*** Records supplied ***

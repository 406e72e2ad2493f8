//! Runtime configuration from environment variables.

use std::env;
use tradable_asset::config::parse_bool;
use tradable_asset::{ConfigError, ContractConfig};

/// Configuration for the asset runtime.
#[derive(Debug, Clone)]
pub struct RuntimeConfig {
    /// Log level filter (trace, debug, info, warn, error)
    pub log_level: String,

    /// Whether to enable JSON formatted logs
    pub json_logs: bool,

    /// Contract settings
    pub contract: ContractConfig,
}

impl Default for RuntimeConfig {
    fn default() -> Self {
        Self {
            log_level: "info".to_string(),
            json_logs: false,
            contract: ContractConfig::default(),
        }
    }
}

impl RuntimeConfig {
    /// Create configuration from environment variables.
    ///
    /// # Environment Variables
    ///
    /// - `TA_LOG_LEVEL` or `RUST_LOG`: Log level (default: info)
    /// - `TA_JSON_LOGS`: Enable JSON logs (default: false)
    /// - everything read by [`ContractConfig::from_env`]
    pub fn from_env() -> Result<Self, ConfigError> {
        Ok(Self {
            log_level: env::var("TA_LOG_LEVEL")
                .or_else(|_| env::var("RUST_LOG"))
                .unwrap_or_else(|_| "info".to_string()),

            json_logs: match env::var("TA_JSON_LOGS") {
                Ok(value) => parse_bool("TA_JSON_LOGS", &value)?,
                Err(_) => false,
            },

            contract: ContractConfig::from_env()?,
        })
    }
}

***
*** Records supplied ***

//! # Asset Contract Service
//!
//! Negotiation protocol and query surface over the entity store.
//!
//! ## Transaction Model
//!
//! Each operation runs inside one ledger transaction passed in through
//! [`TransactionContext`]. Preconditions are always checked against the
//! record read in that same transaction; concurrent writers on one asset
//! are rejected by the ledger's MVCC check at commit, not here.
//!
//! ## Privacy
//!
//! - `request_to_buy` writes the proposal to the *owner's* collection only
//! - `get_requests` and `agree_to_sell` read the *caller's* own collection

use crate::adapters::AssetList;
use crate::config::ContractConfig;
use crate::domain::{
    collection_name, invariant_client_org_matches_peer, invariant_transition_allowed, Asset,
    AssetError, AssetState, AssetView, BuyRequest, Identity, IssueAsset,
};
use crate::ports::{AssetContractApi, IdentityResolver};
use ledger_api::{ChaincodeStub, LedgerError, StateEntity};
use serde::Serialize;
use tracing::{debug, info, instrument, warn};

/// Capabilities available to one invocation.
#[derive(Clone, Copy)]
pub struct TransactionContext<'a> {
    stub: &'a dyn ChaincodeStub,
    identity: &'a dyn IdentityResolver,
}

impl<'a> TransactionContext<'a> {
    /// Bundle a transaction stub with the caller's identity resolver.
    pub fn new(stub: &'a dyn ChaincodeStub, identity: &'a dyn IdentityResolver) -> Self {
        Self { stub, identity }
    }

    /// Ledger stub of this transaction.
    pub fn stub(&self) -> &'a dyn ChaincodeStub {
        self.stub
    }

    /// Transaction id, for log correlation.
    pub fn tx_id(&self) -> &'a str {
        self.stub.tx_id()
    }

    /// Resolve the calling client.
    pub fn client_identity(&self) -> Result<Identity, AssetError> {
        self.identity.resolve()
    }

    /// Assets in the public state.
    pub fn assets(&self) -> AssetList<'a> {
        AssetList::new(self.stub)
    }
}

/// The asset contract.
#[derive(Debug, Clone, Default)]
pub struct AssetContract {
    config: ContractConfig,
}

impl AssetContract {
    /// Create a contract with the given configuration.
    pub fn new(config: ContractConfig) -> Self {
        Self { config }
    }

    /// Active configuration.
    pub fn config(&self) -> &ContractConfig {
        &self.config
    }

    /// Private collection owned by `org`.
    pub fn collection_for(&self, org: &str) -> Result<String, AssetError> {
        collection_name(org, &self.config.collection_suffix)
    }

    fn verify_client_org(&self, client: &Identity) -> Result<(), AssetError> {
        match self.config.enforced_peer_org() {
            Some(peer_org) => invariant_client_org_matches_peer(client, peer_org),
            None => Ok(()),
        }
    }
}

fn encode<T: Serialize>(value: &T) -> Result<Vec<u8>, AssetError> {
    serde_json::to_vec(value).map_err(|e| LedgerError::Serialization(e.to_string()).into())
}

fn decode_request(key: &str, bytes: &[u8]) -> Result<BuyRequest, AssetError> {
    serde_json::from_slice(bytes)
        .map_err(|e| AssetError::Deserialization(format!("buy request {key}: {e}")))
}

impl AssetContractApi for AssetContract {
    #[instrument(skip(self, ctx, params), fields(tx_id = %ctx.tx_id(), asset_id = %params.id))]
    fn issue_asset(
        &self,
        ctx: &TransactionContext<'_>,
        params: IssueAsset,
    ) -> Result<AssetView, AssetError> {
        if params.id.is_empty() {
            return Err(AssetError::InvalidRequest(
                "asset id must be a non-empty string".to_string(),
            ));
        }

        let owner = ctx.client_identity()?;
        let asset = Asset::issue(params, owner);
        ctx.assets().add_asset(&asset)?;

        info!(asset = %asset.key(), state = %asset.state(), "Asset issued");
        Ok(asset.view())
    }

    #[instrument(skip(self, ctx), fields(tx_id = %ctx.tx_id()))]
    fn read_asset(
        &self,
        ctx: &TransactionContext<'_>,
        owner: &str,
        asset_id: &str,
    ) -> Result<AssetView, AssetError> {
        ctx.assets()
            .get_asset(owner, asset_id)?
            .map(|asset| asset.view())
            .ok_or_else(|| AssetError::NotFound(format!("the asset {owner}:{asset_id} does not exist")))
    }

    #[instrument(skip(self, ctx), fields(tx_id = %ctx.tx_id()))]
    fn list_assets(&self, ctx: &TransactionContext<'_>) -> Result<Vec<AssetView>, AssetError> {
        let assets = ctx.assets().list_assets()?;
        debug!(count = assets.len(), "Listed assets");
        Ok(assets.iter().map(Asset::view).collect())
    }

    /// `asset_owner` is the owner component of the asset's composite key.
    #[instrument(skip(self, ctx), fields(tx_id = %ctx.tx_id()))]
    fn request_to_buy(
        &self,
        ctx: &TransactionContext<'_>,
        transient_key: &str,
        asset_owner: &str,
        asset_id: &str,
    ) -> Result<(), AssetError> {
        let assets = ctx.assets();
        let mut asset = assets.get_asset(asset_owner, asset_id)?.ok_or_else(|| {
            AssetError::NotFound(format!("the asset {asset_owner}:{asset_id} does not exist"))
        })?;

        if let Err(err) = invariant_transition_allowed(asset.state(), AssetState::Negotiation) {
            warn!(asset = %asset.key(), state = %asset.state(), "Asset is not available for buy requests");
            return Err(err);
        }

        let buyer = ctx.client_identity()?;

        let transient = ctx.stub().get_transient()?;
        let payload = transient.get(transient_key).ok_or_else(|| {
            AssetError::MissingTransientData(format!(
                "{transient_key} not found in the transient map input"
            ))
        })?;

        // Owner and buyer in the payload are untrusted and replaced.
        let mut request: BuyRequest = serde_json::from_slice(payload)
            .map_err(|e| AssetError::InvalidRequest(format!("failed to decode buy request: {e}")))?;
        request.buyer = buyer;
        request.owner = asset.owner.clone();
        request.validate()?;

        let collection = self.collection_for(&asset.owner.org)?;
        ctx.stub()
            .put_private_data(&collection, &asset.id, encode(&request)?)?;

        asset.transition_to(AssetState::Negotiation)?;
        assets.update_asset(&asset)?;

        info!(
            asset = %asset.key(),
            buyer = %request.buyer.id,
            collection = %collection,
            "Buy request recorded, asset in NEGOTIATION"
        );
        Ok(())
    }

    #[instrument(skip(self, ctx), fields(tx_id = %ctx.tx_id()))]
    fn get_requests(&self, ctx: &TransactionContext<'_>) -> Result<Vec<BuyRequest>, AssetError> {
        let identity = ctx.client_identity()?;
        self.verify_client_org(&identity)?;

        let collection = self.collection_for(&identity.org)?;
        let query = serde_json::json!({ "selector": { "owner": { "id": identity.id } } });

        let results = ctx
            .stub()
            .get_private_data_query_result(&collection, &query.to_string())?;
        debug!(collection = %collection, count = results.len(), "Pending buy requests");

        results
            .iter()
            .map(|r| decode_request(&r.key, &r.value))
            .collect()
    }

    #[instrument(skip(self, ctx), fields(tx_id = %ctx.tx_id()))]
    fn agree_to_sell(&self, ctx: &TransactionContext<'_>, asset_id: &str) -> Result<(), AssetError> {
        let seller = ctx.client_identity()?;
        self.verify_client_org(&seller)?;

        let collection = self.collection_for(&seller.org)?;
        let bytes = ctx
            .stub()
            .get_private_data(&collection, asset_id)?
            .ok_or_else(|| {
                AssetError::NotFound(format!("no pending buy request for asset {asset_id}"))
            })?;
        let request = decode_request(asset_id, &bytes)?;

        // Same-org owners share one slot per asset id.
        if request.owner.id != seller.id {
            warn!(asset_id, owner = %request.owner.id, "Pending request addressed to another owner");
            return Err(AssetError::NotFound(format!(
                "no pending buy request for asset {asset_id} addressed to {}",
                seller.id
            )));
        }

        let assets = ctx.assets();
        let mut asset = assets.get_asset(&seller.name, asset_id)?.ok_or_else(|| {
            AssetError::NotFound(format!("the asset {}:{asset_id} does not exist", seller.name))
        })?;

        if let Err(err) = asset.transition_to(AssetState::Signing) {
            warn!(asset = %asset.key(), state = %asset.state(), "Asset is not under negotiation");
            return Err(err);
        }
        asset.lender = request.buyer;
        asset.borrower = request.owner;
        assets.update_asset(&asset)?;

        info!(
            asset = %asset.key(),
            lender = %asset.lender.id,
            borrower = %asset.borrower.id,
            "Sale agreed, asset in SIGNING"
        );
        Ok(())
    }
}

***

The problem: Wherever the string "caller" appears in the data above, report the whole line.

Solution for this task:
//! - `get_requests` and `agree_to_sell` read the *caller's* own collection
    /// Bundle a transaction stub with the caller's identity resolver.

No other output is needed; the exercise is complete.